[WORK TASK] The line containing "pub mod win;" marks where to begin. Write out that line and every line after it exactly, through the last line below.

[EXERCISE MATERIALS]
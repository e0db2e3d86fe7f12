//! The game engine.
//!
//! Everything here except [`pairing`] is synchronous and free of I/O: it works
//! on caller-owned copies of [`Game`](crate::data::Game) and
//! [`GameState`](crate::data::GameState), so any number of requests can run it
//! in parallel.

pub mod field;
pub mod flag;
pub mod machine;
pub mod pairing;
pub mod reveal;
pub mod score;
pub mod win;

pub use field::{arm, build_info_grid, generate_board, place_mines};
pub use flag::toggle_flag;
pub use machine::{Claim, Transition, apply_move, claim};
pub use pairing::PairingManager;
pub use reveal::{RevealResult, reveal};
pub use score::score;
pub use win::check_win;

[SOLVED EXERCISE]
pub mod win;

pub use field::{arm, build_info_grid, generate_board, place_mines};
pub use flag::toggle_flag;
pub use machine::{Claim, Transition, apply_move, claim};
pub use pairing::PairingManager;
pub use reveal::{RevealResult, reveal};
pub use score::score;
pub use win::check_win;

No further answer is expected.